Make early morning for dinner or at night for breakfast or lunch (6 - 12 hours)
4 medium pizza doughs
Add yeast to water. Mix and let sit for a couple of minutes.
Add a couple of scoops of flour and mix for 30 seconds.
Add olive oil and honey/sugar and the remainder of the flour. Mix for 1 minute.
Add salt and mix for 3-4 minutes or until dough is elastic and tacky (not too sticky and not too dry).
Weigh all dough and divide that number by 4. Use that number as a weight for each ball (270 - 283 grams). You can use a small amount of flour when balling the dough.
Grease four containers with olive oil and place the dough balls in.

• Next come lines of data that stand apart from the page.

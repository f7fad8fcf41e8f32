//! String interning for the compiler.
//!
//! Literal text is interned so that two occurrences of the same content
//! compare as one O(1) key, which is what string-literal deduplication in
//! the code generator is keyed on.

use lasso::{Key, Rodeo, Spur};
use std::fmt;

/// An interned string identifier. This is a lightweight handle (u32)
/// that can be used to look up the actual string content.
#[derive(Copy, Clone, Eq, PartialEq, Hash, Ord, PartialOrd)]
pub struct InternedString(Spur);

impl InternedString {
    #[inline]
    pub fn from_spur(spur: Spur) -> Self {
        Self(spur)
    }

    #[inline]
    pub fn as_spur(self) -> Spur {
        self.0
    }

    /// Dense zero-based index, in first-interned order.
    #[inline]
    pub fn index(self) -> usize {
        self.0.into_usize()
    }
}

impl fmt::Debug for InternedString {
    fn fmt(&self, f: &mut fmt::Formatter<'_>) -> fmt::Result {
        write!(f, "InternedString({})", self.index())
    }
}

/// String interner for one compilation unit.
///
/// Stores one copy of each unique string and returns lightweight handles.
/// Compilation is single-threaded, so this wraps the non-threaded rodeo.
#[derive(Default)]
pub struct StringInterner {
    rodeo: Rodeo,
}

impl StringInterner {
    pub fn new() -> Self {
        Self {
            rodeo: Rodeo::new(),
        }
    }

    /// Intern a string, returning a handle to the interned value.
    /// If the string was already interned, returns the existing handle.
    #[inline]
    pub fn intern(&mut self, s: &str) -> InternedString {
        InternedString::from_spur(self.rodeo.get_or_intern(s))
    }

    /// Look up an already-interned string without interning it if absent.
    #[inline]
    pub fn get(&self, s: &str) -> Option<InternedString> {
        self.rodeo.get(s).map(InternedString::from_spur)
    }

    /// Resolve an interned string handle back to its string content.
    #[inline]
    pub fn resolve(&self, key: InternedString) -> &str {
        self.rodeo.resolve(&key.as_spur())
    }

    /// Resolve by dense index, as returned by [`InternedString::index`].
    pub fn get_by_index(&self, index: usize) -> Option<&str> {
        let spur = Spur::try_from_usize(index)?;
        self.rodeo.try_resolve(&spur)
    }

    pub fn len(&self) -> usize {
        self.rodeo.len()
    }

    pub fn is_empty(&self) -> bool {
        self.rodeo.is_empty()
    }
}

impl fmt::Debug for StringInterner {
    fn fmt(&self, f: &mut fmt::Formatter<'_>) -> fmt::Result {
        f.debug_struct("StringInterner")
            .field("len", &self.len())
            .finish()
    }
}

#[cfg(test)]
mod tests {
    use super::*;

    #[test]
    fn test_intern_and_resolve() {
        let mut interner = StringInterner::new();
        let a = interner.intern("hello");
        let b = interner.intern("hello");
        let c = interner.intern("world");

        assert_eq!(a, b);
        assert_ne!(a, c);
        assert_eq!(interner.resolve(a), "hello");
        assert_eq!(interner.resolve(c), "world");
        assert_eq!(interner.len(), 2);
    }

    #[test]
    fn test_get() {
        let mut interner = StringInterner::new();
        assert!(interner.get("hello").is_none());
        let a = interner.intern("hello");
        assert_eq!(interner.get("hello"), Some(a));
    }

    #[test]
    fn test_index_is_dense() {
        let mut interner = StringInterner::new();
        let a = interner.intern("a");
        let b = interner.intern("b");
        assert_eq!(a.index(), 0);
        assert_eq!(b.index(), 1);
        assert_eq!(interner.get_by_index(1), Some("b"));
        assert_eq!(interner.get_by_index(2), None);
    }
}
//! The fixed-size target memory image.
//!
//! Three regions share the image:
//! - code, from cell 0 upward (`code_pointer` is the next free cell)
//! - static data, placed directly after the final instruction
//! - heap, from the last cell downward (`heap_pointer` is the next free cell)
//!
//! At all times `code_pointer + static_size <= heap_pointer`. An operation
//! that would break this fails with [`CodegenError::OutOfMemory`] and leaves
//! the image untouched.

use crate::error::CodegenError;
use crate::placeholder::{PlaceholderPart, PlaceholderToken};
use crate::static_table::FinalizedSlot;
use std::fmt;

/// A target address.
pub type Address = u16;

/// Capacity of the reference machine image.
pub const DEFAULT_CAPACITY: usize = 256;
/// Largest image addressable with a two-byte address.
pub const MAX_CAPACITY: usize = 1 << 16;

#[derive(Debug, Clone, Copy, PartialEq, Eq, Hash)]
pub enum Region {
    Code,
    Static,
    Heap,
}

impl fmt::Display for Region {
    fn fmt(&self, f: &mut fmt::Formatter<'_>) -> fmt::Result {
        f.write_str(match self {
            Region::Code => "code",
            Region::Static => "static",
            Region::Heap => "heap",
        })
    }
}

/// One byte-cell of the image.
#[derive(Debug, Clone, Copy, PartialEq, Eq, Hash)]
pub enum Cell {
    Byte(u8),
    /// Half of an address not yet known.
    Placeholder(PlaceholderPart),
}

impl Cell {
    pub const ZERO: Cell = Cell::Byte(0);
}

impl Default for Cell {
    fn default() -> Self {
        Cell::ZERO
    }
}

impl fmt::Display for Cell {
    fn fmt(&self, f: &mut fmt::Formatter<'_>) -> fmt::Result {
        match self {
            Cell::Byte(byte) => write!(f, "{:02X}", byte),
            Cell::Placeholder(part) => fmt::Display::fmt(part, f),
        }
    }
}

/// Where the static-data region ended up.
#[derive(Debug, Clone, Copy, PartialEq, Eq)]
pub struct StaticRegion {
    pub base: usize,
    pub size: usize,
}

#[derive(Debug, Clone)]
pub struct MemoryImage {
    cells: Vec<Cell>,
    code_pointer: usize,
    heap_pointer: usize,
    /// Cells promised to the static region (reserved or placed).
    static_size: usize,
    static_region: Option<StaticRegion>,
}

impl MemoryImage {
    pub fn new(capacity: usize) -> Result<Self, CodegenError> {
        if capacity == 0 || capacity > MAX_CAPACITY {
            return Err(CodegenError::InvalidCapacity { capacity });
        }
        Ok(Self::zeroed(capacity))
    }

    /// `capacity` must already be in range.
    fn zeroed(capacity: usize) -> Self {
        Self {
            cells: vec![Cell::ZERO; capacity],
            code_pointer: 0,
            heap_pointer: capacity - 1,
            static_size: 0,
            static_region: None,
        }
    }

    pub fn capacity(&self) -> usize {
        self.cells.len()
    }

    pub fn code_pointer(&self) -> usize {
        self.code_pointer
    }

    pub fn heap_pointer(&self) -> usize {
        self.heap_pointer
    }

    pub fn static_size(&self) -> usize {
        self.static_size
    }

    pub fn static_region(&self) -> Option<StaticRegion> {
        self.static_region
    }

    /// Start of the runtime stack; defined once the static region is placed.
    pub fn stack_pointer(&self) -> Option<usize> {
        self.static_region.map(|region| region.base)
    }

    /// Cells not claimed by any region.
    pub fn free_cells(&self) -> usize {
        // heap_pointer itself is free, hence the +1.
        (self.heap_pointer + 1).saturating_sub(self.code_pointer + self.static_size)
    }

    pub fn used_cells(&self) -> usize {
        self.capacity() - self.free_cells()
    }

    pub fn cell(&self, address: usize) -> Option<Cell> {
        self.cells.get(address).copied()
    }

    pub fn cells(&self) -> &[Cell] {
        &self.cells
    }

    /// Check that `requested` more cells can join `region` while keeping one
    /// cell between the growing ends.
    fn ensure_room(&self, region: Region, requested: usize) -> Result<(), CodegenError> {
        if self.code_pointer + self.static_size + requested > self.heap_pointer {
            return Err(self.out_of_memory(region, requested));
        }
        Ok(())
    }

    fn out_of_memory(&self, region: Region, requested: usize) -> CodegenError {
        tracing::warn!(
            %region,
            requested,
            code_pointer = self.code_pointer,
            static_size = self.static_size,
            heap_pointer = self.heap_pointer,
            "memory image exhausted"
        );
        CodegenError::OutOfMemory {
            region,
            requested,
            code_pointer: self.code_pointer,
            static_size: self.static_size,
            heap_pointer: self.heap_pointer,
        }
    }

    fn ensure_code_open(&self) -> Result<(), CodegenError> {
        if self.static_region.is_some() {
            return Err(CodegenError::CodeRegionSealed {
                code_pointer: self.code_pointer,
            });
        }
        Ok(())
    }

    /// Append one instruction byte to the code region.
    pub fn emit_code_byte(&mut self, value: u8) -> Result<Address, CodegenError> {
        self.emit_cells(&[Cell::Byte(value)])
    }

    /// Append instruction bytes; all or nothing.
    pub fn emit_code(&mut self, bytes: &[u8]) -> Result<Address, CodegenError> {
        let cells: Vec<Cell> = bytes.iter().map(|&b| Cell::Byte(b)).collect();
        self.emit_cells(&cells)
    }

    /// Append a two-cell placeholder address for a reserved slot.
    pub fn emit_placeholder(&mut self, token: PlaceholderToken) -> Result<Address, CodegenError> {
        let [leading, trailing] = token.parts();
        self.emit_cells(&[Cell::Placeholder(leading), Cell::Placeholder(trailing)])
    }

    /// Returns the address of the first cell written.
    fn emit_cells(&mut self, cells: &[Cell]) -> Result<Address, CodegenError> {
        self.ensure_code_open()?;
        self.ensure_room(Region::Code, cells.len())?;
        let start = self.code_pointer;
        self.cells[start..start + cells.len()].copy_from_slice(cells);
        self.code_pointer += cells.len();
        Ok(start as Address)
    }

    /// Write one cell at the heap end and retreat the heap pointer.
    pub fn allocate_heap_cell(&mut self, value: u8) -> Result<Address, CodegenError> {
        self.ensure_room(Region::Heap, 1)?;
        let address = self.heap_pointer;
        self.cells[address] = Cell::Byte(value);
        self.heap_pointer -= 1;
        Ok(address as Address)
    }

    /// Store `bytes` NUL-terminated on the heap, readable upward from the
    /// returned address.
    pub fn allocate_heap_string(&mut self, bytes: &[u8]) -> Result<Address, CodegenError> {
        self.ensure_room(Region::Heap, bytes.len() + 1)?;
        let mut start = self.allocate_heap_cell(0x00)?;
        for &byte in bytes.iter().rev() {
            start = self.allocate_heap_cell(byte)?;
        }
        Ok(start)
    }

    /// Promise one more cell to the static region before it is placed.
    pub fn reserve_static_cell(&mut self) -> Result<(), CodegenError> {
        if self.static_region.is_some() {
            return Err(CodegenError::StaticRegionAlreadyPlaced);
        }
        self.ensure_room(Region::Static, 1)?;
        self.static_size += 1;
        Ok(())
    }

    /// Place the static region right after the final instruction. Seals the
    /// code region.
    pub fn finalize_stack_region(&mut self, size: usize) -> Result<StaticRegion, CodegenError> {
        if self.static_region.is_some() {
            return Err(CodegenError::StaticRegionAlreadyPlaced);
        }
        if self.code_pointer + size > self.heap_pointer {
            return Err(self.out_of_memory(Region::Static, size));
        }
        let region = StaticRegion {
            base: self.code_pointer,
            size,
        };
        self.static_size = size;
        self.static_region = Some(region);
        tracing::debug!(base = region.base, size, "placed static region");
        Ok(region)
    }

    /// Write `value` at `logical` within the placed static region.
    pub fn write_static(&mut self, logical: Address, value: u8) -> Result<Address, CodegenError> {
        let region = self.static_region.ok_or(CodegenError::StaticRegionNotPlaced)?;
        if usize::from(logical) >= region.size {
            return Err(CodegenError::StaticOutOfBounds {
                logical,
                size: region.size,
            });
        }
        let address = region.base + usize::from(logical);
        self.cells[address] = Cell::Byte(value);
        Ok(address as Address)
    }

    /// Write the initial value of a finalized slot.
    pub fn write_slot(&mut self, slot: &FinalizedSlot, value: u8) -> Result<Address, CodegenError> {
        self.write_static(slot.logical_stack_address(), value)
    }

    /// Overwrite a code cell, used when backpatching.
    pub(crate) fn patch_code(&mut self, address: usize, value: u8) {
        debug_assert!(address < self.code_pointer);
        self.cells[address] = Cell::Byte(value);
    }

    /// Placeholder cells still present in the code region.
    pub fn placeholders(&self) -> impl Iterator<Item = (usize, PlaceholderPart)> + '_ {
        self.cells[..self.code_pointer]
            .iter()
            .enumerate()
            .filter_map(|(address, cell)| match cell {
                Cell::Placeholder(part) => Some((address, *part)),
                Cell::Byte(_) => None,
            })
    }

    /// The image as two-hex-digit cells, eight per line.
    pub fn to_hex_string(&self) -> String {
        self.cells
            .chunks(8)
            .map(|row| {
                row.iter()
                    .map(Cell::to_string)
                    .collect::<Vec<_>>()
                    .join(" ")
            })
            .collect::<Vec<_>>()
            .join("\n")
    }
}

impl Default for MemoryImage {
    fn default() -> Self {
        Self::zeroed(DEFAULT_CAPACITY)
    }
}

Place in the fridge for 6-12 hours.
Remove from fridge for 15-20 minutes before stretching into pizza.
Tips:
Use a generous amount of cornmeal and flour (or semolina flour) to prevent dough stickiness.
Use room temperature toppings and dough which will naturally warm as you stretch it out.
Freezing
Freeze after 6-12 hour proofing for a period of up to 4 weeks before stretching out.
Pizza Oven
Bake on high at a stone temperature of 650 to 750 degrees for 3.5 minutes or until blistering as you like it.
Conventional Oven
Set oven at 550 degrees with stone or baking steel. Make sure stone steel reaches at least 530 before launching pizza. Bake for 8-10 minutes.